Task brief:
All entries are to be retyped without alteration.

**** Information supplied

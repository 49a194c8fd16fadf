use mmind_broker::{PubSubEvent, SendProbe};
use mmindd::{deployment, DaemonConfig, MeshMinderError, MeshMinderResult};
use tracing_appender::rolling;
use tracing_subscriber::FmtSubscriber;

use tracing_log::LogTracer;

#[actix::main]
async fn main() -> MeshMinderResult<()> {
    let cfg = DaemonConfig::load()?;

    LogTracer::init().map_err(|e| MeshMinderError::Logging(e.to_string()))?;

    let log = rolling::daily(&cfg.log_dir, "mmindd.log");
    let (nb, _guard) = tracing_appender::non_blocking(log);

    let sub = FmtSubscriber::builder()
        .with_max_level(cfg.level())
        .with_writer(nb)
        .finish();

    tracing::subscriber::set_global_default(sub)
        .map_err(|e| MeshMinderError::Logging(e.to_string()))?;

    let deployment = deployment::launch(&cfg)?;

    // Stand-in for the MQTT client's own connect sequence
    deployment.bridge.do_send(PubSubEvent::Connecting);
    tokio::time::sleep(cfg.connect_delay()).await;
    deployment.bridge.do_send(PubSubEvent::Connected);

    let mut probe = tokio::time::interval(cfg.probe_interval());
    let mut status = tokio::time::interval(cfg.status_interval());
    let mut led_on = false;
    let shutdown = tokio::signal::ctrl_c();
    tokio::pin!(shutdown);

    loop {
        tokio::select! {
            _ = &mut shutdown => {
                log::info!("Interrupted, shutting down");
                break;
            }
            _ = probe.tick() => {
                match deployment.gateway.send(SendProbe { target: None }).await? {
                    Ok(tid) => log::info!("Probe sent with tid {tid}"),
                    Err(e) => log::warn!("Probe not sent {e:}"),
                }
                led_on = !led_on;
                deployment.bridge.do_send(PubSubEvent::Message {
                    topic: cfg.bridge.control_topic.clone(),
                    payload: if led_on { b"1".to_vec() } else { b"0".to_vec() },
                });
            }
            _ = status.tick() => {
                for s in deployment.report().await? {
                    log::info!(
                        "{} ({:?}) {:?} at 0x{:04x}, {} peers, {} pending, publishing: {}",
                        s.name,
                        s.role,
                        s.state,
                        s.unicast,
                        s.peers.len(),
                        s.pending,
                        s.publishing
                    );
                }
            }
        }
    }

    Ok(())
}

********

Answer to this exercise:
repository 49a194c8fd16fadf
use mmind_broker::{PubSubEvent, SendProbe};
use mmindd::{deployment, DaemonConfig, MeshMinderError, MeshMinderResult};
use tracing_appender::rolling;
use tracing_subscriber::FmtSubscriber;

use tracing_log::LogTracer;

#[actix::main]
async fn main() -> MeshMinderResult<()> {
    let cfg = DaemonConfig::load()?;

    LogTracer::init().map_err(|e| MeshMinderError::Logging(e.to_string()))?;

    let log = rolling::daily(&cfg.log_dir, "mmindd.log");
    let (nb, _guard) = tracing_appender::non_blocking(log);

    let sub = FmtSubscriber::builder()
        .with_max_level(cfg.level())
        .with_writer(nb)
        .finish();

    tracing::subscriber::set_global_default(sub)
        .map_err(|e| MeshMinderError::Logging(e.to_string()))?;

    let deployment = deployment::launch(&cfg)?;

    // Stand-in for the MQTT client's own connect sequence
    deployment.bridge.do_send(PubSubEvent::Connecting);
    tokio::time::sleep(cfg.connect_delay()).await;
    deployment.bridge.do_send(PubSubEvent::Connected);

    let mut probe = tokio::time::interval(cfg.probe_interval());
    let mut status = tokio::time::interval(cfg.status_interval());
    let mut led_on = false;
    let shutdown = tokio::signal::ctrl_c();
    tokio::pin!(shutdown);

    loop {
        tokio::select! {
            _ = &mut shutdown => {
                log::info!("Interrupted, shutting down");
                break;
            }
            _ = probe.tick() => {
                match deployment.gateway.send(SendProbe { target: None }).await? {
                    Ok(tid) => log::info!("Probe sent with tid {tid}"),
                    Err(e) => log::warn!("Probe not sent {e:}"),
                }
                led_on = !led_on;
                deployment.bridge.do_send(PubSubEvent::Message {
                    topic: cfg.bridge.control_topic.clone(),
                    payload: if led_on { b"1".to_vec() } else { b"0".to_vec() },
                });
            }
            _ = status.tick() => {
                for s in deployment.report().await? {
                    log::info!(
                        "{} ({:?}) {:?} at 0x{:04x}, {} peers, {} pending, publishing: {}",
                        s.name,
                        s.role,
                        s.state,
                        s.unicast,
                        s.peers.len(),
                        s.pending,
                        s.publishing
                    );
                }
            }
        }
    }

    Ok(())
}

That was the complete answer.